Compute Engine offers load balancing and autoscaling for groups of instances.
Google Compute Engine offers server-side load balancing so you can distribute incoming network traffic across multiple virtual machine instances. Load balancing provides the following benefits with either network load balancing or HTTP(S) load balancing:
- Scale your application
- Support heavy traffic
- Detect and automatically remove unhealthy virtual machines instances. Instances that become healthy again are automatically re-added.
- Route traffic to the closest virtual machine
In addition, HTTP(S) load balancing also supports the following:
- Balance loads across regions
- Direct traffic to specific backends based on URLs
Google Compute Engine load balancing uses forwarding rule
resources to match certain types of traffic and forward it to a load balancer.
For example, a forwarding rule can match TCP traffic destined to port 80 on IP
192.0.2.1, then forward it to a load balancer, which then directs
it to healthy virtual machine instances.
Compute Engine load balancing is a managed service, which means its components are redundant and highly available. If a load balancing component fails, it is restarted or replaced automatically and immediately.
Google offers two types of load balancing that differ in capabilities, usage scenarios, and how you configure them. HTTP(S) load balancing is appropriate for HTTP and HTTPS traffic and can forward traffic across regions, to specific backends based on URL, or both. Network load balancing is appropriate for other types of traffic, but it is restricted to a single region.
HTTP(S) load balancing
Cross-region load balancing
You can use a global IP address that can intelligently route users based on proximity. For example, if you set up instances in North America, Europe, and Asia, users around the world will be automatically sent to the backends closest to them, assuming those instances have enough capacity. If the closest instances do not have enough capacity, cross-region load balancing automatically forwards users to the next closest region.

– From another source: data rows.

//! # nis-core
//!
//! Core types and the merge-and-normalize pipeline for nextinspace.
//!
//! This crate has no I/O. It provides:
//! - Record types for upcoming events, launches, and launch vehicles
//! - A total-order date type where an unknown date sorts before every real one
//! - Safe nested field extraction over untyped JSON payloads
//! - Normalization of Launch Library 2 payloads into records
//! - A bounded two-way merge of date-sorted sequences

pub mod dates;
pub mod entities;
pub mod errors;
pub mod extract;
pub mod merge;
pub mod normalize;

pub use dates::EventDate;
pub use entities::{Event, ItemKind, Launch, SpaceItem, Vehicle};
pub use errors::NormalizeError;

Content-based load balancing
Content-based or content-aware load balancing uses HTTP(S) load balancing to
distribute traffic to different instances based on the incoming URL. For
example, you can set up some instances to handle your video
content and another set to handle everything else. You can configure your load
balancer to direct traffic for
example.com/video to the video servers
example.com/ to the default servers.
Content-based and cross-region load-balancing can work together by using multiple backend services and multiple regions. You can build on top of the scenarios above to configure your own load balancing configuration that meets your needs.
Network load balancing
Assume that you are running a non-HTTP(S) service and you are starting to get a high enough level of traffic that you need to add additional instances to help respond to this load. You can add additional Google Compute Engine instances and configure load balancing to spread the load between these instances. In this situation, you would serve the same content from each of the instances. As your site becomes more popular, you would continue increasing the number of instances that are available to respond to requests.
Unlike HTTP(S) load balancing, Network load balancing cannot automatically forward traffic to a different region. If you wanted your service to function in different regions, you would have to set up a different IP address, load balancer, and set of instances for each region.
Compute Engine offers autoscaling to automatically add or remove virtual machines from an instance group based on increases or decreases in load. This allows your applications to gracefully handle increases in traffic and reduces cost when the need for resources is lower. You just define the autoscaling policy and the autoscaler performs automatic scaling based on the measured load.
Choose from a variety of policies that an autoscaler can use to scale your virtual machines. When you create an autoscaler, you must always specify a single policy for it; you cannot define more than one policy per autoscaler.
The following sections discuss each of these autoscaling policies in general; for more information about how to set up the specific autoscaling policy, see the respective policy documentation.
CPU utilization is the most basic autoscaling that you can perform. This policy tells the autoscaler to watch the average CPU utilization of a group of virtual machines and add or remove virtual machines from the group to maintain your desired utilization. This is useful for configurations that are CPU-intensive but might fluctuate in CPU usage.
For more information, see Scaling Based on CPU utilization.
HTTP(S) load balancing serving capacity
Set up an autoscaler to scale based on HTTP(S) load balancing serving capacity and the autoscaler will watch the serving capacity of an instance group, and scale if the virtual machines are over or under capacity.
The serving capacity of an instance can be defined in the load balancer's backend service and can be based on either utilization or requests per second.
For more information, see Scaling Based on HTTP(S) load balancing.
Stackdriver Monitoring metrics
If you export or use Stackdriver Monitoring metrics, you can set up autoscaling to collect data of a specific metric and perform scaling based on your desired utilization level. It is possible to scale based on standard metrics provided by Stackdriver Monitoring, or using any custom metrics you create as well.
For more information, see Scaling Based on Stackdriver Monitoring Metrics.